[Records provided — start]
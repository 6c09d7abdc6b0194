// Copyright 2025 Neuraville Inc.
// SPDX-License-Identifier: Apache-2.0

//! # Trace-based STDP Synapse
//!
//! Pair-based STDP driven by pre/post spike traces produced upstream (for
//! example by [`VarTrace`](neurodyn_npu_neural::VarTrace) cells).
//!
//! ```text
//! dW = A+·((x_pre - x_tar)ᵀ · post) - A-·(preᵀ · x_post)
//! mu > 0:  potentiation ⊙ (w_bound - W)^mu,  depression ⊙ W^mu
//! W = clip(optimizer(W, dW·sign_val), 0, w_bound)
//! ```

use super::cable::{Cable, CableParameters, Constraints};
use crate::error::{PlasticityError, Result};
use crate::optim::{Optimizer, OptimizerKind};
use core::str::FromStr;
use ndarray::Zip;
use neurodyn_config::NeurodynConfig;
use neurodyn_npu_neural::{Command, CompartmentMap, Component, NeuralError, PrngKey, StepClock, Tensor};
use std::any::Any;
use std::path::Path;
use tracing::{debug, trace};

/// Parameters shared by the STDP synapses
#[derive(Debug, Clone, Copy, PartialEq)]
pub struct STDPParameters {
    pub eta: f32,
    /// Potentiation strength
    pub a_plus: f32,
    /// Depression strength
    pub a_minus: f32,
    /// Power-law exponent (0 disables weight dependence)
    pub mu: f32,
    /// Presynaptic trace target `x_tar`
    pub pre_trace_target: f32,
    pub w_bound: f32,
    /// Weight-dependence strength of the exponential rule
    pub exp_beta: f32,
    /// Presynaptic trace time constant of the exponential rule
    pub tau_plus: f32,
    /// Postsynaptic trace time constant of the exponential rule
    pub tau_minus: f32,
    pub sign_val: f32,
    pub optimizer: OptimizerKind,
    pub cable: CableParameters,
}

impl Default for STDPParameters {
    fn default() -> Self {
        Self {
            eta: 1.0,
            a_plus: 1.0,
            a_minus: 0.0,
            mu: 0.0,
            pre_trace_target: 0.0,
            w_bound: 1.0,
            exp_beta: 1.0,
            tau_plus: 10.0,
            tau_minus: 10.0,
            sign_val: -1.0,
            optimizer: OptimizerKind::Sgd,
            cable: CableParameters::default(),
        }
    }
}

impl STDPParameters {
    pub fn from_config(config: &NeurodynConfig) -> Result<Self> {
        let stdp = &config.stdp;
        let params = Self {
            eta: stdp.eta,
            a_plus: stdp.a_plus,
            a_minus: stdp.a_minus,
            mu: stdp.mu,
            pre_trace_target: stdp.pre_trace_target,
            w_bound: stdp.w_bound,
            exp_beta: stdp.exp_beta,
            tau_plus: stdp.tau_plus,
            tau_minus: stdp.tau_minus,
            sign_val: stdp.sign_val,
            optimizer: OptimizerKind::from_str(&stdp.optim_type)?,
            cable: CableParameters {
                resist_scale: stdp.resist_scale,
                ..CableParameters::default()
            },
        };
        params.validate()?;
        Ok(params)
    }

    pub fn validate(&self) -> Result<()> {
        if self.mu < 0.0 {
            return Err(PlasticityError::InvalidParameter(format!(
                "STDP: mu must be >= 0 (got {})",
                self.mu
            )));
        }
        if self.w_bound < 0.0 {
            return Err(PlasticityError::InvalidParameter(format!(
                "STDP: w_bound must be >= 0 (got {})",
                self.w_bound
            )));
        }
        if !(self.tau_plus > 0.0 && self.tau_minus > 0.0) {
            return Err(PlasticityError::InvalidParameter(
                "STDP: tau_plus and tau_minus must be > 0".into(),
            ));
        }
        self.cable.validate()
    }

    pub(crate) fn constraints(&self) -> Constraints {
        Constraints {
            w_bound: self.w_bound,
            is_nonnegative: true,
        }
    }
}

/// Statistics feeding one trace STDP update
#[derive(Debug, Clone, Copy)]
pub struct TraceStats<'a> {
    pub pre: &'a Tensor,
    pub x_pre: &'a Tensor,
    pub post: &'a Tensor,
    pub x_post: &'a Tensor,
}

/// Pure trace STDP update (before `sign_val`)
pub fn calc_update(params: &STDPParameters, stats: TraceStats<'_>, weights: &Tensor) -> Tensor {
    let x_tar = params.pre_trace_target;
    let mut dw_pos = stats.x_pre.mapv(|x| x - x_tar).t().dot(stats.post);
    let mut dw_neg = stats.pre.t().dot(stats.x_post);
    if params.mu > 0.0 {
        let (mu, bound) = (params.mu, params.w_bound);
        Zip::from(&mut dw_pos)
            .and(&mut dw_neg)
            .and(weights)
            .for_each(|p, n, &w| {
                *p *= (bound - w).max(0.0).powf(mu);
                *n *= w.max(0.0).powf(mu);
            });
    }
    dw_pos * params.a_plus - dw_neg * params.a_minus
}

/// Compartments: `inputs`, `outputs`, `pre`, `post`, `pre_trace`,
/// `post_trace`, `weights`, `biases`, `dW`, `key`.
#[derive(Debug)]
pub struct TraceSTDPSynapse {
    name: String,
    batch_size: usize,
    params: STDPParameters,
    cable: Cable,
    optimizer: Box<dyn Optimizer>,
    compartments: CompartmentMap,
}

impl TraceSTDPSynapse {
    pub fn new(
        name: &str,
        shape: (usize, usize),
        batch_size: usize,
        params: STDPParameters,
        key: PrngKey,
    ) -> Result<Self> {
        params.validate()?;
        let (n_in, n_out) = shape;
        let mut compartments = CompartmentMap::new(name);
        let cable = Cable::build(&mut compartments, shape, batch_size, &params.cable, key)?;
        compartments
            .declare("pre", Tensor::zeros((batch_size, n_in)))
            .declare("pre_trace", Tensor::zeros((batch_size, n_in)))
            .declare("post", Tensor::zeros((batch_size, n_out)))
            .declare("post_trace", Tensor::zeros((batch_size, n_out)))
            .declare("dW", Tensor::zeros(shape));
        debug!(synapse = name, ?shape, mu = params.mu, "trace STDP synapse created");
        Ok(Self {
            name: name.to_string(),
            batch_size,
            optimizer: params.optimizer.build(params.eta),
            params,
            cable,
            compartments,
        })
    }

    pub fn advance(&mut self) -> Result<()> {
        let outputs = self.cable.forward(&self.compartments)?;
        self.compartments.set_tensor("outputs", outputs)?;
        Ok(())
    }

    pub fn evolve(&mut self) -> Result<()> {
        let c = &self.compartments;
        let stats = TraceStats {
            pre: c.tensor("pre")?,
            x_pre: c.tensor("pre_trace")?,
            post: c.tensor("post")?,
            x_post: c.tensor("post_trace")?,
        };
        let dw = calc_update(&self.params, stats, c.tensor("weights")?) * self.params.sign_val;
        trace!(synapse = %self.name, dw_sum = dw.sum(), "trace STDP evolve");
        self.compartments.set_tensor("dW", dw.clone())?;
        self.cable.commit(
            &mut self.compartments,
            self.optimizer.as_mut(),
            dw,
            None,
            self.params.constraints(),
        )
    }

    pub fn reset_batch(&mut self, batch_size: usize) -> Result<()> {
        let (n_in, n_out) = self.cable.shape();
        self.cable.reset(&mut self.compartments, batch_size)?;
        let c = &mut self.compartments;
        c.reshape("pre", Tensor::zeros((batch_size, n_in)))?;
        c.reshape("pre_trace", Tensor::zeros((batch_size, n_in)))?;
        c.reshape("post", Tensor::zeros((batch_size, n_out)))?;
        c.reshape("post_trace", Tensor::zeros((batch_size, n_out)))?;
        c.set_tensor("dW", Tensor::zeros((n_in, n_out)))?;
        self.batch_size = batch_size;
        Ok(())
    }
}

impl Component for TraceSTDPSynapse {
    fn name(&self) -> &str {
        &self.name
    }

    fn compartments(&self) -> &CompartmentMap {
        &self.compartments
    }

    fn compartments_mut(&mut self) -> &mut CompartmentMap {
        &mut self.compartments
    }

    fn supports(&self, command: Command) -> bool {
        matches!(command, Command::Advance | Command::Evolve | Command::Reset)
    }

    fn execute(&mut self, command: Command, _clock: StepClock) -> neurodyn_npu_neural::Result<()> {
        match command {
            Command::Advance => Ok(self.advance()?),
            Command::Evolve => Ok(self.evolve()?),
            Command::Reset => Ok(self.reset_batch(self.batch_size)?),
            other => Err(NeuralError::UnknownCommand(format!("{} on {}", other, self.name))),
        }
    }

    fn save(&self, directory: &Path) -> neurodyn_npu_neural::Result<()> {
        Ok(self.cable.save(&self.name, &self.compartments, directory)?)
    }

    fn load(&mut self, directory: &Path) -> neurodyn_npu_neural::Result<()> {
        Ok(self.cable.load(&self.name, &mut self.compartments, directory)?)
    }

    fn as_any(&self) -> &dyn Any {
        self
    }

    fn as_any_mut(&mut self) -> &mut dyn Any {
        self
    }
}

#[cfg(test)]
mod tests {
    use super::*;
    use ndarray::array;
    use neurodyn_npu_neural::WeightInit;

    #[test]
    fn test_causal_pairing_potentiates() {
        let params = STDPParameters {
            a_plus: 1.0,
            a_minus: 0.5,
            ..STDPParameters::default()
        };
        let stats = TraceStats {
            pre: &array![[0.0, 0.0]],
            x_pre: &array![[0.8, 0.0]],
            post: &array![[1.0]],
            x_post: &array![[1.0]],
        };
        let dw = calc_update(&params, stats, &Tensor::zeros((2, 1)));
        assert!((dw[[0, 0]] - 0.8).abs() < 1e-6);
        assert_eq!(dw[[1, 0]], 0.0);
    }

    #[test]
    fn test_anti_causal_pairing_depresses() {
        let params = STDPParameters {
            a_plus: 1.0,
            a_minus: 0.5,
            ..STDPParameters::default()
        };
        let stats = TraceStats {
            pre: &array![[1.0]],
            x_pre: &array![[1.0]],
            post: &array![[0.0]],
            x_post: &array![[0.6]],
        };
        let dw = calc_update(&params, stats, &Tensor::zeros((1, 1)));
        assert!((dw[[0, 0]] + 0.3).abs() < 1e-6);
    }

    #[test]
    fn test_power_law_weight_dependence() {
        let params = STDPParameters {
            a_plus: 1.0,
            a_minus: 1.0,
            mu: 1.0,
            w_bound: 1.0,
            ..STDPParameters::default()
        };
        let stats = TraceStats {
            pre: &array![[1.0]],
            x_pre: &array![[1.0]],
            post: &array![[1.0]],
            x_post: &array![[1.0]],
        };
        // (1 - 0.75)·1 - 0.75·1
        let dw = calc_update(&params, stats, &array![[0.75]]);
        assert!((dw[[0, 0]] + 0.5).abs() < 1e-6);
    }

    #[test]
    fn test_evolve_moves_weights_toward_hebbian_direction() {
        let params = STDPParameters {
            eta: 0.1,
            cable: CableParameters {
                weight_init: WeightInit::Constant { value: 0.5 },
                ..CableParameters::default()
            },
            ..STDPParameters::default()
        };
        let mut syn = TraceSTDPSynapse::new("w", (1, 1), 1, params, PrngKey::new(2)).unwrap();
        let c = syn.compartments_mut();
        c.set_tensor("pre_trace", array![[1.0]]).unwrap();
        c.set_tensor("post", array![[1.0]]).unwrap();
        syn.execute(Command::Evolve, StepClock::new(0.0, 1.0)).unwrap();
        let w = syn.compartments().tensor("weights").unwrap()[[0, 0]];
        assert!((w - 0.6).abs() < 1e-6);
        assert!((syn.compartments().tensor("dW").unwrap()[[0, 0]] + 1.0).abs() < 1e-6);
    }
}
[Records provided — finish]
# Problem details
Your answer must consist solely of the lines above between the line holding "self.batch_size = batch_size;" and the line holding "fn load(&mut self, directory: &Path)", inclusive, copied exactly.

# Output of the task
        self.batch_size = batch_size;
        Ok(())
    }
}

impl Component for TraceSTDPSynapse {
    fn name(&self) -> &str {
        &self.name
    }

    fn compartments(&self) -> &CompartmentMap {
        &self.compartments
    }

    fn compartments_mut(&mut self) -> &mut CompartmentMap {
        &mut self.compartments
    }

    fn supports(&self, command: Command) -> bool {
        matches!(command, Command::Advance | Command::Evolve | Command::Reset)
    }

    fn execute(&mut self, command: Command, _clock: StepClock) -> neurodyn_npu_neural::Result<()> {
        match command {
            Command::Advance => Ok(self.advance()?),
            Command::Evolve => Ok(self.evolve()?),
            Command::Reset => Ok(self.reset_batch(self.batch_size)?),
            other => Err(NeuralError::UnknownCommand(format!("{} on {}", other, self.name))),
        }
    }

    fn save(&self, directory: &Path) -> neurodyn_npu_neural::Result<()> {
        Ok(self.cable.save(&self.name, &self.compartments, directory)?)
    }

    fn load(&mut self, directory: &Path) -> neurodyn_npu_neural::Result<()> {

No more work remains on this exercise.